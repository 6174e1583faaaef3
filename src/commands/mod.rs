// Public operations - one file per domain, called by the hosting HTTP layer
pub mod analysis;
pub mod patients;
pub mod retrieval;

--- --- ---

Task description: Could each line above be retyped exactly?

Solution:
repository 6174e1583faaaef3
filename src/commands/mod.rs
// Public operations - one file per domain, called by the hosting HTTP layer
pub mod analysis;
pub mod patients;
pub mod retrieval;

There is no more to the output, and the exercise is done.